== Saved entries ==
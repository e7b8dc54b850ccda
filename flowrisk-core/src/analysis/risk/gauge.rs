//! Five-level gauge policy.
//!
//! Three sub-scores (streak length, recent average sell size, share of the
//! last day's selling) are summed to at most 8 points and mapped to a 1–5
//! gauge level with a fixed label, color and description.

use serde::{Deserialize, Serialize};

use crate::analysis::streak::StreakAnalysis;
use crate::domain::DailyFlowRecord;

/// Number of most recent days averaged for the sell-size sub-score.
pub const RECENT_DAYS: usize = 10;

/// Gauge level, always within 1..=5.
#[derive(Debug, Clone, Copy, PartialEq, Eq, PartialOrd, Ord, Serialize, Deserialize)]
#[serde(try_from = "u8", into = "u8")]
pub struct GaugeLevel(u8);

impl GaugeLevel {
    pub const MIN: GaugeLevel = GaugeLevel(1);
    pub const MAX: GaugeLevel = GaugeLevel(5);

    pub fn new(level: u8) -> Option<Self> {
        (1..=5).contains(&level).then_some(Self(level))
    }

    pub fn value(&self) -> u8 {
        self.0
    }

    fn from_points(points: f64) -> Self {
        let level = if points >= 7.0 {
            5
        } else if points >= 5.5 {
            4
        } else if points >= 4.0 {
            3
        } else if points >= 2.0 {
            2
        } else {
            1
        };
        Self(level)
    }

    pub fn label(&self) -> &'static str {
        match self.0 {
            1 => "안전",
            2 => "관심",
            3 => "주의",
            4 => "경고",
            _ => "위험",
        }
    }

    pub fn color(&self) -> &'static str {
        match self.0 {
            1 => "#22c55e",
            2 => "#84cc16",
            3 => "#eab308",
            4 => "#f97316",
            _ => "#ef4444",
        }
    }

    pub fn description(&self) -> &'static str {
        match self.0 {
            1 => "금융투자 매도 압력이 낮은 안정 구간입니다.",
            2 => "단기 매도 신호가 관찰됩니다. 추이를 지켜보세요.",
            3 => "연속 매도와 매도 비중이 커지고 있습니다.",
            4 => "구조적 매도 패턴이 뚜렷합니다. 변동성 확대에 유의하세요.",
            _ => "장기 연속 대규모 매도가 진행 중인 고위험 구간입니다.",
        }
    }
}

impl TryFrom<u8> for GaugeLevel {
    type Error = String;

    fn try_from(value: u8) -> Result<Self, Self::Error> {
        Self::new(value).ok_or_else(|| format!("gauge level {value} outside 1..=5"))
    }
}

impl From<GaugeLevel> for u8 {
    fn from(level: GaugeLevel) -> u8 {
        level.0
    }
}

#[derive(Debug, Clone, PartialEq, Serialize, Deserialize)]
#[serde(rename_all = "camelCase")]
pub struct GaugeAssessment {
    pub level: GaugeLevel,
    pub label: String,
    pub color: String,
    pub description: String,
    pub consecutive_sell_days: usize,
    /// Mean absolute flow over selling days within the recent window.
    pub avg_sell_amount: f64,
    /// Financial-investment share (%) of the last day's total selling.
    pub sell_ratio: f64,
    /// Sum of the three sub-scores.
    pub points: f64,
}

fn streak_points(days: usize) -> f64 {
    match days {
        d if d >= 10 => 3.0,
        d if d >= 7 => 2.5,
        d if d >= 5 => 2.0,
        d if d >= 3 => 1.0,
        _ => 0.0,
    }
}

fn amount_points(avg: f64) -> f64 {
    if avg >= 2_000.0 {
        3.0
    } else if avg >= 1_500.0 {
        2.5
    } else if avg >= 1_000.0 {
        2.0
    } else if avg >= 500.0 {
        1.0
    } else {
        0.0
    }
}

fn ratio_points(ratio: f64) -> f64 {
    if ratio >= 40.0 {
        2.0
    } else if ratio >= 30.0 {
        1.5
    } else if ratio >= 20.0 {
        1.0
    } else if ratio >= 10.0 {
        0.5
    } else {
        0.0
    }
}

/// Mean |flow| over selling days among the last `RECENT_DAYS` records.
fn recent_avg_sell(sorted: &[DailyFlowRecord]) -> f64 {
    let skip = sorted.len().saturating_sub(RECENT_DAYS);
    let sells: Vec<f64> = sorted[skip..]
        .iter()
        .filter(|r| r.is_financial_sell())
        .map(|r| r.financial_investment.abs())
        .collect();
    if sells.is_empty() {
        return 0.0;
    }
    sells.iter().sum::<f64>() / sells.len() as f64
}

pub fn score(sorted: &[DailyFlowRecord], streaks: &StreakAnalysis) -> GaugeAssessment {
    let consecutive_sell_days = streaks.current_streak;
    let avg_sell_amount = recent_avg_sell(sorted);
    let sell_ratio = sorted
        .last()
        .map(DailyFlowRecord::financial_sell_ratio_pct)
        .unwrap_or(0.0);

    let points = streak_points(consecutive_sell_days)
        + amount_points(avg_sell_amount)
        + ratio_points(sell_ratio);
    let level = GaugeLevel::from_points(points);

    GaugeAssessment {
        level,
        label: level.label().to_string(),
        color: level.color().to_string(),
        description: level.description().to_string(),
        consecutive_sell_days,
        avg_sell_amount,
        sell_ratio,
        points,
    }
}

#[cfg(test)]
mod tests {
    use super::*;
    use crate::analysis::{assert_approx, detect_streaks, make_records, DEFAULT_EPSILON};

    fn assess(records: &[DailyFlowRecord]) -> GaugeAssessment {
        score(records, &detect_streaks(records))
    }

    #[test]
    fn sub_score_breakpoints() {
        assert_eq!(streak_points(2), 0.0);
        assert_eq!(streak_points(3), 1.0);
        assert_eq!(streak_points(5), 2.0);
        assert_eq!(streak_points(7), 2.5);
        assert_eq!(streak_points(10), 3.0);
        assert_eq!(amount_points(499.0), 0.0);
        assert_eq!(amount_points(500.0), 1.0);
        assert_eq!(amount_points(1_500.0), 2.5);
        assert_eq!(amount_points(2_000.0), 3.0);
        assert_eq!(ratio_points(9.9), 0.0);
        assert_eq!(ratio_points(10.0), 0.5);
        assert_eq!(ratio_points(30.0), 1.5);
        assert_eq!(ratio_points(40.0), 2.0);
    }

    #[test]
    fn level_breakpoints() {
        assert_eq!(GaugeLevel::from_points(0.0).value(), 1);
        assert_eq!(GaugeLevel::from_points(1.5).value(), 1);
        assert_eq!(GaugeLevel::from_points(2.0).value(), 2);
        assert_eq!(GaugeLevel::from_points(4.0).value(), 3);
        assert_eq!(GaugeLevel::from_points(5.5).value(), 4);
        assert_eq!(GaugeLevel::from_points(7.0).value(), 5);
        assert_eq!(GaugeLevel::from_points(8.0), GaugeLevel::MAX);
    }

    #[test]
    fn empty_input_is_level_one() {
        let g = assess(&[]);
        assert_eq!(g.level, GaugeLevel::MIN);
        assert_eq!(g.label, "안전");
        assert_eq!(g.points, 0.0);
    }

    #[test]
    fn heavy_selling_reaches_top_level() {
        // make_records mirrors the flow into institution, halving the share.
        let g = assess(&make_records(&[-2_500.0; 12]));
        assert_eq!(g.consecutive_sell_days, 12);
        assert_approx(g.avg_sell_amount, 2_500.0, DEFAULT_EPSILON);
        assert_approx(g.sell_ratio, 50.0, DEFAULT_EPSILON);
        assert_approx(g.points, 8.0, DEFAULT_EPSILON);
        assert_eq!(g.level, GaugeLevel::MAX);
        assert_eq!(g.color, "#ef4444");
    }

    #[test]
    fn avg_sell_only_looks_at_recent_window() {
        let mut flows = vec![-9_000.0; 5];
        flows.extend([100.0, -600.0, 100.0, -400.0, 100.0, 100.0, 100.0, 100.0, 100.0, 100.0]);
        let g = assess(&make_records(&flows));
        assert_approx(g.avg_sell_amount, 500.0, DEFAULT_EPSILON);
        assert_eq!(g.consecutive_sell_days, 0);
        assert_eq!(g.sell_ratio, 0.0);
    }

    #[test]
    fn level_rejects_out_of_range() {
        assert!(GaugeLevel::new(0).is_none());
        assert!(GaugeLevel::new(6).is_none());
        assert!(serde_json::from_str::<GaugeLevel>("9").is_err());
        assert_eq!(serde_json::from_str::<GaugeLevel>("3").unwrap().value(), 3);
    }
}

== TO DO ==
Having output the line that contains "pub fn label(&self)", stop. Every line before it, back to the first line of the data, must be reproduced exactly.

== RESPONSE AREA ==
repository e7b8dc54b850ccda
filename flowrisk-core/src/analysis/risk/gauge.rs
//! Five-level gauge policy.
//!
//! Three sub-scores (streak length, recent average sell size, share of the
//! last day's selling) are summed to at most 8 points and mapped to a 1–5
//! gauge level with a fixed label, color and description.

use serde::{Deserialize, Serialize};

use crate::analysis::streak::StreakAnalysis;
use crate::domain::DailyFlowRecord;

/// Number of most recent days averaged for the sell-size sub-score.
pub const RECENT_DAYS: usize = 10;

/// Gauge level, always within 1..=5.
#[derive(Debug, Clone, Copy, PartialEq, Eq, PartialOrd, Ord, Serialize, Deserialize)]
#[serde(try_from = "u8", into = "u8")]
pub struct GaugeLevel(u8);

impl GaugeLevel {
    pub const MIN: GaugeLevel = GaugeLevel(1);
    pub const MAX: GaugeLevel = GaugeLevel(5);

    pub fn new(level: u8) -> Option<Self> {
        (1..=5).contains(&level).then_some(Self(level))
    }

    pub fn value(&self) -> u8 {
        self.0
    }

    fn from_points(points: f64) -> Self {
        let level = if points >= 7.0 {
            5
        } else if points >= 5.5 {
            4
        } else if points >= 4.0 {
            3
        } else if points >= 2.0 {
            2
        } else {
            1
        };
        Self(level)
    }

    pub fn label(&self) -> &'static str {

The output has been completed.